Jonathan Powell (born 1969) is a British pianist and self-taught composer.

Biography 
Powell studied with Denis Matthews and Sulamita Aronovsky. He made his performing debut at the age of 20 in the Purcell Room in London.

His repertoire ranges from Bach to contemporary works, including composers as varied as Michael Finnissy, John White, Marco Ambrosini, Johannes Maria Staud and Christophe Sirodeau. He specialises in the works of the late Romantic era, including Russian music and Alexander Scriabin, on whose impact on Russian composers he wrote a dissertation at Cambridge University. Powell also contributed several articles to the second edition of The New Grove Dictionary of Music and Musicians, including the one on Scriabin, and has published articles on various Soviet and Russian composers.

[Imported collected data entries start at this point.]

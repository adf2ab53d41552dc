//! Code Modifications
//!
//! The unit of work the oracle returns while building or correcting: an
//! ordered list of file changes plus rationale, an optional rename and an
//! optional regenerated preview.

use serde::{Deserialize, Serialize};

use crate::snapshot::{FileSet, Preview};

/// What a single change does to its path.
#[derive(Debug, Clone, Copy, PartialEq, Eq, Serialize, Deserialize)]
#[serde(rename_all = "lowercase")]
pub enum ChangeAction {
    Create,
    Update,
    Delete,
}

impl std::fmt::Display for ChangeAction {
    fn fmt(&self, f: &mut std::fmt::Formatter<'_>) -> std::fmt::Result {
        match self {
            ChangeAction::Create => write!(f, "create"),
            ChangeAction::Update => write!(f, "update"),
            ChangeAction::Delete => write!(f, "delete"),
        }
    }
}

/// One file-level change.
#[derive(Debug, Clone, PartialEq, Serialize, Deserialize)]
pub struct FileChange {
    pub action: ChangeAction,
    pub path: String,
    #[serde(default, skip_serializing_if = "Option::is_none")]
    pub content: Option<String>,
}

impl FileChange {
    pub fn create(path: impl Into<String>, content: impl Into<String>) -> Self {
        Self {
            action: ChangeAction::Create,
            path: path.into(),
            content: Some(content.into()),
        }
    }

    pub fn update(path: impl Into<String>, content: impl Into<String>) -> Self {
        Self {
            action: ChangeAction::Update,
            path: path.into(),
            content: Some(content.into()),
        }
    }

    pub fn delete(path: impl Into<String>) -> Self {
        Self {
            action: ChangeAction::Delete,
            path: path.into(),
            content: None,
        }
    }
}

/// A set of changes proposed by the oracle.
#[derive(Debug, Clone, PartialEq, Serialize, Deserialize)]
#[serde(rename_all = "camelCase")]
pub struct Modification {
    /// New display name for the project, if the oracle chose one
    #[serde(default, alias = "projectName", skip_serializing_if = "Option::is_none")]
    pub rename: Option<String>,
    pub reason: String,
    pub changes: Vec<FileChange>,
    /// Regenerated preview; `None` keeps the previous one
    #[serde(default, skip_serializing_if = "Option::is_none")]
    pub preview: Option<Preview>,
}

impl Modification {
    /// Paths touched by this modification, in order.
    pub fn touched_paths(&self) -> Vec<&str> {
        self.changes.iter().map(|c| c.path.as_str()).collect()
    }
}

/// Apply changes in order to a file set.
///
/// `create` and `update` are both upserts; deleting a missing path is a no-op.
/// A create/update without content writes an empty file.
pub fn apply_changes(files: &mut FileSet, changes: &[FileChange]) {
    for change in changes {
        match change.action {
            ChangeAction::Delete => {
                files.remove(&change.path);
            }
            ChangeAction::Create | ChangeAction::Update => {
                files.insert(
                    change.path.clone(),
                    change.content.clone().unwrap_or_default(),
                );
            }
        }
    }
}
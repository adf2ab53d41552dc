//! Application Plan Types
//!
//! The structured proposal the oracle returns during the Planning phase.
//! A plan stays pending on the snapshot until generated code supersedes it.

use serde::{Deserialize, Serialize};

/// A file the plan intends to create.
#[derive(Debug, Clone, PartialEq, Serialize, Deserialize)]
#[serde(rename_all = "camelCase")]
pub struct PlannedFile {
    pub path: String,
    #[serde(default)]
    pub purpose: String,
}

/// Requirement breakdown by deployment shape.
#[derive(Debug, Clone, Default, PartialEq, Serialize, Deserialize)]
#[serde(rename_all = "camelCase")]
pub struct RequirementBreakdown {
    #[serde(default)]
    pub backend: Vec<String>,
    #[serde(default)]
    pub frontend: Vec<String>,
    #[serde(default)]
    pub standalone: Vec<String>,
}

impl RequirementBreakdown {
    pub fn is_empty(&self) -> bool {
        self.backend.is_empty() && self.frontend.is_empty() && self.standalone.is_empty()
    }
}

/// A complete application plan.
#[derive(Debug, Clone, PartialEq, Serialize, Deserialize)]
#[serde(rename_all = "camelCase")]
pub struct AppPlan {
    pub name: String,
    pub description: String,
    pub features: Vec<String>,
    pub files: Vec<PlannedFile>,
    #[serde(default)]
    pub tech_stack: Vec<String>,
    #[serde(default)]
    pub requirements: RequirementBreakdown,
}

impl AppPlan {
    /// Render the plan as markdown for transcripts and prompts.
    pub fn to_markdown(&self) -> String {
        let mut out = format!("## {}\n{}\n", self.name, self.description);

        if !self.features.is_empty() {
            out.push_str("\n### Features\n");
            for feature in &self.features {
                out.push_str(&format!("- {}\n", feature));
            }
        }

        if !self.files.is_empty() {
            out.push_str("\n### Files\n");
            for file in &self.files {
                if file.purpose.is_empty() {
                    out.push_str(&format!("- `{}`\n", file.path));
                } else {
                    out.push_str(&format!("- `{}`: {}\n", file.path, file.purpose));
                }
            }
        }

        if !self.tech_stack.is_empty() {
            out.push_str(&format!("\n### Tech Stack\n{}\n", self.tech_stack.join(", ")));
        }

        let sections = [
            ("Backend", &self.requirements.backend),
            ("Frontend", &self.requirements.frontend),
            ("Standalone", &self.requirements.standalone),
        ];
        for (title, items) in sections {
            if items.is_empty() {
                continue;
            }
            out.push_str(&format!("\n### {} Requirements\n", title));
            for item in items {
                out.push_str(&format!("- {}\n", item));
            }
        }

        out
    }
}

Powell is best known for his advocacy of Sorabji's music, which he began performing regularly in the early 2000s. He has given 10 public performances of Sorabji's four-hour Opus clavicembalisticum (1929–30) and both performed and premiered other works by Sorabji, including the substantial Fourth Piano Sonata (1928–29) and the four-and-a-half-hour Piano Symphony No. 6, Symphonia claviensis (1975–76). Most notably, in 2020, he released the premiere recording of Sorabji's eight-hour Sequentia cyclica super "Dies irae" ex Missa pro defunctis (1948–49), which was met with considerable critical acclaim and was recognised by the Preis der deutschen Schallplattenkritik (German Record Critics' Award) as the best piano recording in its "Quarterly Critics' Choice" for the second quarter of 2020. Music writer Jed Distler said that Powell's performance has "a level of specificity and tonal application that gives new meaning to the word 'painstaking and makes "a compelling and standard-setting case for SC that will be hard to equal, let alone surpass", and composer Christian B. Carey wrote that "Powell's dedicated work on behalf of Sorabji makes the composer's legacy seem assured."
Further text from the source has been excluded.